(Saved entries)
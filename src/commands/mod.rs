// Commands module - handles CLI command execution

use anyhow::Result;

pub mod run;

pub use run::run_events;

/// Handle shell completion
pub fn handle_completion(shell_type: &str) -> Result<()> {
    use clap::CommandFactory;
    use clap_complete::{Shell, generate};

    let shell = match shell_type.to_lowercase().as_str() {
        "bash" => Shell::Bash,
        "zsh" => Shell::Zsh,
        "fish" => Shell::Fish,
        "elvish" => Shell::Elvish,
        "powershell" => Shell::PowerShell,
        _ => {
            anyhow::bail!(
                "Unsupported shell: {}. Supported: bash, zsh, fish, elvish, powershell",
                shell_type
            );
        }
    };

    let mut cmd = crate::cli::Cli::command();
    let name = cmd.get_name().to_string();
    let mut stdout = std::io::stdout();

    generate(shell, &mut cmd, name, &mut stdout);

    Ok(())
}
// Output plumbing for line-oriented reporters

use std::io::{self, Write};
use std::sync::{Arc, Mutex, MutexGuard};

use super::style::{self, StyleAttr};

/// Capability the progress reporter writes through
pub trait LineWriter {
    /// Write to the report sink
    fn write(&mut self, buffer: &str) -> io::Result<()>;

    /// Write to the primary output, bypassing the sink and CI echo
    fn print(&mut self, buffer: &str) -> io::Result<()>;

    fn flush(&mut self) -> io::Result<()>;

    fn color_enabled(&self) -> bool;

    fn format_with_color(&self, attrs: &[StyleAttr], buffer: &str) -> String {
        style::format_with_color(self.color_enabled(), attrs, buffer)
    }

    fn write_new_line(&mut self) -> io::Result<()> {
        self.write("\n")
    }

    fn write_with_color(&mut self, attrs: &[StyleAttr], buffer: &str) -> io::Result<()> {
        let styled = self.format_with_color(attrs, buffer);
        self.write(&styled)
    }
}

/// Shared buffer collecting everything the reporter writes while CI echo is
/// enabled
///
/// Bytes are stored as written, so a write split inside a multi-byte
/// character still decodes once the rest arrives.
#[derive(Debug, Clone, Default)]
pub struct EchoCollector {
    buffer: Arc<Mutex<Vec<u8>>>,
}

impl EchoCollector {
    pub fn new() -> Self {
        Self::default()
    }

    fn lock(&self) -> MutexGuard<'_, Vec<u8>> {
        self.buffer.lock().unwrap_or_else(|e| e.into_inner())
    }

    pub fn append(&self, text: &str) {
        self.append_bytes(text.as_bytes());
    }

    pub fn append_bytes(&self, bytes: &[u8]) {
        self.lock().extend_from_slice(bytes);
    }

    /// Snapshot of the collected text
    pub fn contents(&self) -> String {
        String::from_utf8_lossy(&self.lock()).into_owned()
    }

    /// Drain the collected text
    pub fn take(&self) -> String {
        let bytes = std::mem::take(&mut *self.lock());
        String::from_utf8_lossy(&bytes).into_owned()
    }

    pub fn is_empty(&self) -> bool {
        self.lock().is_empty()
    }
}

impl Write for EchoCollector {
    fn write(&mut self, buf: &[u8]) -> io::Result<usize> {
        self.append_bytes(buf);
        Ok(buf.len())
    }

    fn flush(&mut self) -> io::Result<()> {
        Ok(())
    }
}

/// Writer duplicating every successful write into an [`EchoCollector`]
pub struct TeeWriter<W: Write> {
    inner: W,
    collector: EchoCollector,
}

impl<W: Write> TeeWriter<W> {
    pub fn new(inner: W, collector: EchoCollector) -> Self {
        Self { inner, collector }
    }

    pub fn into_inner(self) -> W {
        self.inner
    }
}

impl<W: Write> Write for TeeWriter<W> {
    fn write(&mut self, buf: &[u8]) -> io::Result<usize> {
        let written = self.inner.write(buf)?;
        self.collector.append_bytes(&buf[..written]);
        Ok(written)
    }

    fn flush(&mut self) -> io::Result<()> {
        self.inner.flush()
    }
}

/// Escape the characters that are significant in HTML
pub fn escape_html(buffer: &str) -> String {
    buffer
        .replace('&', "&amp;")
        .replace('<', "&lt;")
        .replace('>', "&gt;")
        .replace('"', "&quot;")
        .replace('\'', "&#039;")
}

/// [`LineWriter`] over an arbitrary sink, stdout by default
pub struct ConsoleWriter {
    sink: Box<dyn Write>,
    primary: Box<dyn Write>,
    color_enabled: bool,
    auto_flush: bool,
    html_escape: bool,
}

impl Default for ConsoleWriter {
    fn default() -> Self {
        Self::stdout()
    }
}

impl ConsoleWriter {
    /// Writer for the process standard output
    pub fn stdout() -> Self {
        Self::new(Box::new(io::stdout()))
    }

    /// Writer for an explicit sink; primary output stays stdout
    pub fn new(sink: Box<dyn Write>) -> Self {
        Self {
            sink,
            primary: Box::new(io::stdout()),
            color_enabled: false,
            auto_flush: false,
            html_escape: false,
        }
    }

    pub fn with_color(mut self, enabled: bool) -> Self {
        self.color_enabled = enabled;
        self
    }

    pub fn with_auto_flush(mut self, enabled: bool) -> Self {
        self.auto_flush = enabled;
        self
    }

    pub fn with_html_escape(mut self, enabled: bool) -> Self {
        self.html_escape = enabled;
        self
    }

    pub fn with_primary(mut self, primary: Box<dyn Write>) -> Self {
        self.primary = primary;
        self
    }

    /// Mirror every sink write into `collector`
    pub fn with_echo(mut self, collector: EchoCollector) -> Self {
        self.sink = Box::new(TeeWriter::new(self.sink, collector));
        self
    }
}

impl LineWriter for ConsoleWriter {
    fn write(&mut self, buffer: &str) -> io::Result<()> {
        if self.html_escape {
            self.sink.write_all(escape_html(buffer).as_bytes())?;
        } else {
            self.sink.write_all(buffer.as_bytes())?;
        }

        if self.auto_flush {
            self.sink.flush()?;
        }
        Ok(())
    }

    fn print(&mut self, buffer: &str) -> io::Result<()> {
        self.primary.write_all(buffer.as_bytes())?;
        if self.auto_flush {
            self.primary.flush()?;
        }
        Ok(())
    }

    fn flush(&mut self) -> io::Result<()> {
        self.sink.flush()?;
        self.primary.flush()
    }

    fn color_enabled(&self) -> bool {
        self.color_enabled
    }
}

#[cfg(test)]
mod tests {
    use super::*;

    #[test]
    fn test_escape_html() {
        assert_eq!(
            escape_html("<b>\"Tom\" & 'Jerry'</b>"),
            "&lt;b&gt;&quot;Tom&quot; &amp; &#039;Jerry&#039;&lt;/b&gt;"
        );
    }

    #[test]
    fn test_tee_writer_duplicates() {
        let collector = EchoCollector::new();
        let mut tee = TeeWriter::new(Vec::new(), collector.clone());
        tee.write_all(b"PASS\n").unwrap();

        assert_eq!(tee.into_inner(), b"PASS\n");
        assert_eq!(collector.contents(), "PASS\n");
    }

    /// Accepts at most one byte per `write` call
    struct Trickle(Vec<u8>);

    impl Write for Trickle {
        fn write(&mut self, buf: &[u8]) -> io::Result<usize> {
            match buf.first() {
                Some(byte) => {
                    self.0.push(*byte);
                    Ok(1)
                }
                None => Ok(0),
            }
        }

        fn flush(&mut self) -> io::Result<()> {
            Ok(())
        }
    }

    #[test]
    fn test_tee_writer_partial_writes_keep_multibyte_text() {
        let collector = EchoCollector::new();
        let mut tee = TeeWriter::new(Trickle(Vec::new()), collector.clone());
        tee.write_all("héllo ✓".as_bytes()).unwrap();

        assert_eq!(tee.into_inner().0, "héllo ✓".as_bytes());
        assert_eq!(collector.contents(), "héllo ✓");
    }

    #[test]
    fn test_auto_flush_pushes_each_write_through() {
        let target = EchoCollector::new();
        let sink = io::BufWriter::new(target.clone());
        let mut writer = ConsoleWriter::new(Box::new(sink)).with_auto_flush(true);

        writer.write("PASS").unwrap();
        assert_eq!(target.contents(), "PASS");
        writer.write_new_line().unwrap();
        assert_eq!(target.contents(), "PASS\n");
    }

    #[test]
    fn test_without_auto_flush_output_waits_for_flush() {
        let target = EchoCollector::new();
        let sink = io::BufWriter::new(target.clone());
        let mut writer = ConsoleWriter::new(Box::new(sink));

        writer.write("PASS").unwrap();
        assert!(target.is_empty());

        LineWriter::flush(&mut writer).unwrap();
        assert_eq!(target.contents(), "PASS");
    }

    #[test]
    fn test_collector_take_drains() {
        let collector = EchoCollector::new();
        collector.append("abc");
        assert_eq!(collector.take(), "abc");
        assert!(collector.is_empty());
    }

    #[test]
    fn test_console_writer_to_sink() {
        let sink = EchoCollector::new();
        let mut writer = ConsoleWriter::new(Box::new(sink.clone()));
        writer.write("hello").unwrap();
        writer.write_new_line().unwrap();
        assert_eq!(sink.contents(), "hello\n");
    }

    #[test]
    fn test_console_writer_html_escape() {
        let sink = EchoCollector::new();
        let mut writer = ConsoleWriter::new(Box::new(sink.clone())).with_html_escape(true);
        writer.write("a < b").unwrap();
        assert_eq!(sink.contents(), "a &lt; b");
    }

    #[test]
    fn test_console_writer_echo_sees_escaped_text() {
        let sink = EchoCollector::new();
        let echo = EchoCollector::new();
        let mut writer = ConsoleWriter::new(Box::new(sink.clone()))
            .with_html_escape(true)
            .with_echo(echo.clone());
        writer.write("<x>").unwrap();
        assert_eq!(sink.contents(), "&lt;x&gt;");
        assert_eq!(echo.contents(), "&lt;x&gt;");
    }

    #[test]
    fn test_print_bypasses_sink_and_echo() {
        let sink = EchoCollector::new();
        let primary = EchoCollector::new();
        let echo = EchoCollector::new();
        let mut writer = ConsoleWriter::new(Box::new(sink.clone()))
            .with_primary(Box::new(primary.clone()))
            .with_echo(echo.clone());
        writer.print("trace").unwrap();

        assert_eq!(primary.contents(), "trace");
        assert!(sink.is_empty());
        assert!(echo.is_empty());
    }

    #[test]
    fn test_write_with_color() {
        let sink = EchoCollector::new();
        let mut writer = ConsoleWriter::new(Box::new(sink.clone())).with_color(true);
        writer
            .write_with_color(&[StyleAttr::FgGreen, StyleAttr::Bold], "PASS")
            .unwrap();
        assert_eq!(sink.contents(), "\x1b[32;1mPASS\x1b[0m");
    }
}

- **TRY IT**: Extract the first line above and each line after it up to and including the one with "let styled = self.format_with_color(attrs, buffer);", please, exactly and with nothing else.

- **SOLUTION FOR THIS PROBLEM**:
filename src/commands/mod.rs
// Commands module - handles CLI command execution

use anyhow::Result;

pub mod run;

pub use run::run_events;

/// Handle shell completion
pub fn handle_completion(shell_type: &str) -> Result<()> {
    use clap::CommandFactory;
    use clap_complete::{Shell, generate};

    let shell = match shell_type.to_lowercase().as_str() {
        "bash" => Shell::Bash,
        "zsh" => Shell::Zsh,
        "fish" => Shell::Fish,
        "elvish" => Shell::Elvish,
        "powershell" => Shell::PowerShell,
        _ => {
            anyhow::bail!(
                "Unsupported shell: {}. Supported: bash, zsh, fish, elvish, powershell",
                shell_type
            );
        }
    };

    let mut cmd = crate::cli::Cli::command();
    let name = cmd.get_name().to_string();
    let mut stdout = std::io::stdout();

    generate(shell, &mut cmd, name, &mut stdout);

    Ok(())
}
// Output plumbing for line-oriented reporters

use std::io::{self, Write};
use std::sync::{Arc, Mutex, MutexGuard};

use super::style::{self, StyleAttr};

/// Capability the progress reporter writes through
pub trait LineWriter {
    /// Write to the report sink
    fn write(&mut self, buffer: &str) -> io::Result<()>;

    /// Write to the primary output, bypassing the sink and CI echo
    fn print(&mut self, buffer: &str) -> io::Result<()>;

    fn flush(&mut self) -> io::Result<()>;

    fn color_enabled(&self) -> bool;

    fn format_with_color(&self, attrs: &[StyleAttr], buffer: &str) -> String {
        style::format_with_color(self.color_enabled(), attrs, buffer)
    }

    fn write_new_line(&mut self) -> io::Result<()> {
        self.write("\n")
    }

    fn write_with_color(&mut self, attrs: &[StyleAttr], buffer: &str) -> io::Result<()> {
        let styled = self.format_with_color(attrs, buffer);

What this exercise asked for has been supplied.